Aya le regarde, fascinée malgré elle.
— Tu as parlé de tout ça à monsieur Gojo ?
Yu secoue doucement la tête.
— Non. J’savais pas quoi lui dire. J’sais même pas ce que c’est, moi.
Aya, calme :
— Lui cacher ça, c’est pas une bonne idée. Il voit tout. Et il est là pour ça, tu sais.
Yu hoche lentement la tête, songeur.
— Merci, Aya. J’vais y penser. C’est cool d’avoir quelqu’un comme toi ici.
Aya rougit, un peu déstabilisée.
— Me dis pas merci. C’est normal.
— Pas pour moi. Alors... merci quand même.

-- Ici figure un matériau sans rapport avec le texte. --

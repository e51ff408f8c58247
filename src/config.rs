//! Application configuration
//!
//! A small JSON-backed config constructed once at process start and passed
//! into [`crate::storage::Database`] and [`crate::service::LibraryService`].
//! There are no global singletons; everything flows through this value.

use crate::error::{LibraryError, Result};
use crate::storage::Database;
use serde::{Deserialize, Serialize};
use std::path::{Path, PathBuf};
use std::time::Duration;

fn default_timeout_secs() -> u64 {
    30
}

/// Runtime configuration for the library core
#[derive(Debug, Clone, Serialize, Deserialize)]
pub struct LibraryConfig {
    /// Path to the SQLite database file
    pub database_path: PathBuf,

    /// Timeout applied to every mutating service operation, in seconds
    #[serde(default = "default_timeout_secs")]
    pub operation_timeout_secs: u64,
}

impl Default for LibraryConfig {
    fn default() -> Self {
        Self {
            database_path: Database::default_path(),
            operation_timeout_secs: default_timeout_secs(),
        }
    }
}

impl LibraryConfig {
    /// Load configuration from a JSON file
    pub fn load<P: AsRef<Path>>(path: P) -> Result<Self> {
        let data = std::fs::read_to_string(path.as_ref()).map_err(|e| {
            LibraryError::Configuration(format!(
                "Failed to read config {}: {}",
                path.as_ref().display(),
                e
            ))
        })?;
        let config: LibraryConfig = serde_json::from_str(&data)?;

        if config.operation_timeout_secs == 0 {
            return Err(LibraryError::Configuration(
                "operation_timeout_secs must be greater than zero".to_string(),
            ));
        }

        Ok(config)
    }

    /// Save configuration as pretty-printed JSON
    pub fn save<P: AsRef<Path>>(&self, path: P) -> Result<()> {
        if let Some(parent) = path.as_ref().parent() {
            std::fs::create_dir_all(parent)?;
        }
        let data = serde_json::to_string_pretty(self)?;
        std::fs::write(path.as_ref(), data)?;
        Ok(())
    }

    /// Operation timeout as a [`Duration`]
    pub fn operation_timeout(&self) -> Duration {
        Duration::from_secs(self.operation_timeout_secs)
    }
}
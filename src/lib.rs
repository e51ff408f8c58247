//! Bibliotek: library-management core
//!
//! Entities, per-entity repositories satisfying a uniform CRUD contract,
//! and a service layer enforcing the borrowing lifecycle, all backed by
//! SQLite. The GUI/CLI front end is a separate collaborator; this crate is
//! the persistence core it calls into.

pub mod config;
pub mod error;
pub mod service;
pub mod storage;

pub use config::LibraryConfig;
pub use error::{LibraryError, Result};
pub use service::LibraryService;
// Bibliotek - Library Management Core
// Copyright (C) 2025 Henning Berge
//
// This program is free software: you can redistribute it and/or modify
// it under the terms of the GNU General Public License as published by
// the Free Software Foundation, either version 3 of the License, or
// (at your option) any later version.
//
// This program is distributed in the hope that it will be useful,
// but WITHOUT ANY WARRANTY; without even the implied warranty of
// MERCHANTABILITY or FITNESS FOR A PARTICULAR PURPOSE. See the
// GNU General Public License for more details.
//
// You should have received a copy of the GNU General Public License
// along with this program. If not, see <https://www.gnu.org/licenses/>.


//! Library service: the borrowing lifecycle and its guards
//!
//! Repositories give plain CRUD; this layer owns the cross-entity rules:
//!
//! - a copy must be `Available` when a borrowing is created, and flips to
//!   `Borrowed` in the same transaction
//! - returning a copy closes the borrowing and flips the copy back
//! - borrowings can only be deleted once closed
//! - users with borrowings on record, or with a librarian profile, cannot
//!   be deleted
//! - books with copies out on loan cannot be deleted
//!
//! Each guarded operation re-validates its precondition inside a single
//! transaction, so there is no gap between the check and the write. Every
//! mutating operation runs under a timeout; elapsing surfaces
//! [`LibraryError::Timeout`] instead of a business-rule rejection.

use crate::error::{LibraryError, Result};
use crate::storage::models::{
    Book, BorrowedBookRow, Borrowing, Copy, CopyStatus, Librarian, LibrarianPosition, NewUser,
    User,
};
use crate::storage::repo::{
    BookRepo, BorrowingRepo, CopyRepo, LibrarianRepo, PublisherRepo, UserRepo,
};
use crate::storage::Database;
use chrono::NaiveDate;
use std::future::Future;
use std::time::Duration;
use tracing::{info, warn};

/// Default per-operation timeout
const DEFAULT_OP_TIMEOUT: Duration = Duration::from_secs(30);

/// Parse an ISO `yyyy-MM-dd` date string
pub fn parse_iso_date(value: &str) -> Result<NaiveDate> {
    NaiveDate::parse_from_str(value, "%Y-%m-%d")
        .map_err(|_| LibraryError::InvalidDate(value.to_string()))
}

/// Coordinates repositories and enforces the borrowing lifecycle
///
/// Constructed once at startup from an open [`Database`]; clones share the
/// underlying pool.
#[derive(Debug, Clone)]
pub struct LibraryService {
    db: Database,
    op_timeout: Duration,
    users: UserRepo,
    publishers: PublisherRepo,
    books: BookRepo,
    copies: CopyRepo,
    borrowings: BorrowingRepo,
    librarians: LibrarianRepo,
}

Il lui sourit franchement.
Souta entre à cet instant, silencieux comme une ombre. Les mains dans les poches, il traverse la salle sans un mot, prend une pomme sur le comptoir, mord dedans et balaie la pièce du regard. Son regard accroche Aya. Il hoche la tête, discret.
Aya lui rend un sourire léger.
Yu remarque l’échange et, un brin taquin, murmure :
— Il a toujours ce regard de mec qui lit dans les pensées… mais je crois qu’il t’aime bien. Il surveille juste tout.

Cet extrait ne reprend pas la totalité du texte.